REENCARNAÇÃO - ato de nascer novamente em novo corpo, unindo-se a esse desde sua formação no útero feminino. Devido as circunstâncias, esquecemos parcialmente do que fomos em vidas anteriores, do que fizemos, de nossos afetos e desafetos, do que nos comprometemos com nossos guias a fazer. Dizemos parcialmente porque trazemos conosco nossas lembranças íntimas, nossa índole, nossos instintos, nossas predileções, nossos dons que, sob uma análise parcial, logo temos uma clara idéia de todos os fatos anteriores à essa vida, bem como promessas feitas. Quanto mais evoluídos espiritualmente, teremos maior compreensão e lembranças do passado em nosso íntimo pela maior sensibilidade que dispomos.

PERISPÍRITOforma simplificada de conceituar o corpo semimaterial (formado a partir das energias/fluidos do mundo que iremos reencarnar e do dito plano espiritual) que agrega-se ao espírito. É com ele que o espírito costuma tornar-se visível aos médiuns videntes para ser percebido; graças a ele também é possível o espírito manifestar-se diretamente no plano físico através dos inúmeros fenômenos paranormais/mediúnicos. Esse corpo é chamado de duplo ou duplo etérico em outras escolas espiritualistas. Quanto mais evoluído for um espírito, menos denso será seu perispírito, mais plástico (pode assumir a forma que quiser pela sua maleabilidade), mais fácil e mais longe será sua locomoção. 

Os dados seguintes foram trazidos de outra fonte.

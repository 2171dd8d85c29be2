use super::{EventContext, Listeners};
use crate::constants::RESIZE_DEBOUNCE_MS;
use crate::dom;
use std::cell::Cell;
use std::rc::Rc;
use wasm_bindgen::closure::Closure;
use wasm_bindgen::JsCast;
use web_sys as web;

/// Rebuild panes and drop cached geometry for the current viewport.
pub fn apply_resize(ctx: &EventContext) {
    let (w, h) = dom::viewport_size(&ctx.window);
    let now = ctx.clock.now_ms();
    let cells = ctx.engine.borrow_mut().resize(w, h, now);
    let panes = dom::rebuild_panes(&ctx.document, &cells);
    ctx.elements.borrow_mut().replace_panes(panes);
    ctx.frame_loop.resized();
}

pub fn wire(ctx: &EventContext, listeners: &mut Listeners) {
    let window_target: &web::EventTarget = ctx.window.as_ref();
    let doc_target: &web::EventTarget = ctx.document.as_ref();

    let c = ctx.clone();
    listeners.add(doc_target, "visibilitychange", move |_ev| {
        if !c.alive() {
            return;
        }
        let visible = !c.document.hidden();
        let resumed = c.engine.borrow_mut().set_visible(visible);
        if resumed {
            c.frame_loop.wake();
        }
    });

    for (event, focused) in [("focus", true), ("blur", false)] {
        let c = ctx.clone();
        listeners.add(window_target, event, move |_ev| {
            if !c.alive() {
                return;
            }
            let resumed = c.engine.borrow_mut().set_focused(focused);
            if resumed {
                c.frame_loop.wake();
            }
        });
    }

    // Debounced: a drag-resize fires dozens of events and each one rebuilds the grid
    let pending: Rc<Cell<Option<i32>>> = Rc::new(Cell::new(None));
    let c = ctx.clone();
    let apply = Closure::wrap(Box::new(move || {
        if c.alive() {
            apply_resize(&c);
        }
    }) as Box<dyn FnMut()>);
    // leaked: a debounce timer may still fire after teardown
    let apply_fn: js_sys::Function = apply.as_ref().unchecked_ref::<js_sys::Function>().clone();
    apply.forget();
    let c = ctx.clone();
    listeners.add(window_target, "resize", move |_ev| {
        if !c.alive() {
            return;
        }
        if let Some(id) = pending.take() {
            c.window.clear_timeout_with_handle(id);
        }
        match c
            .window
            .set_timeout_with_callback_and_timeout_and_arguments_0(&apply_fn, RESIZE_DEBOUNCE_MS)
        {
            Ok(id) => pending.set(Some(id)),
            Err(e) => log::warn!("[events] resize debounce failed: {:?}", e),
        }
    });
}
//! Pointer-reactive typography and pane effect engine.
//!
//! Platform-independent: the host supplies a [`Clock`], a [`GeometrySource`]
//! and a [`RenderSurface`], feeds input through the engine's adapter methods
//! and calls [`EffectEngine::frame`] once per animation callback.

pub mod adapters;
pub mod config;
pub mod constants;
pub mod effect;
pub mod engine;
pub mod error;
pub mod grid;
pub mod permission;
pub mod quality;
pub mod registry;
pub mod scheduler;
pub mod state;
pub mod uniforms;

pub use adapters::*;
pub use config::*;
pub use effect::*;
pub use engine::*;
pub use error::*;
pub use grid::*;
pub use permission::*;
pub use quality::*;
pub use registry::*;
pub use scheduler::*;
pub use state::*;
pub use uniforms::*;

CORPO - invólucro do espírito, elo de ligação temporário que ele se vale para atuar diretamente no mundo de energias mais densas que chamamos mundo físico. Apesar da hereditariedade, o corpo físico é plasmado (desenvolve-se, compõe-se) ainda no corpo da mãe a partir da composição do perispírito daquele que vai nascer. Em outras palavras, o perispírito é a matriz do corpo que teremos.  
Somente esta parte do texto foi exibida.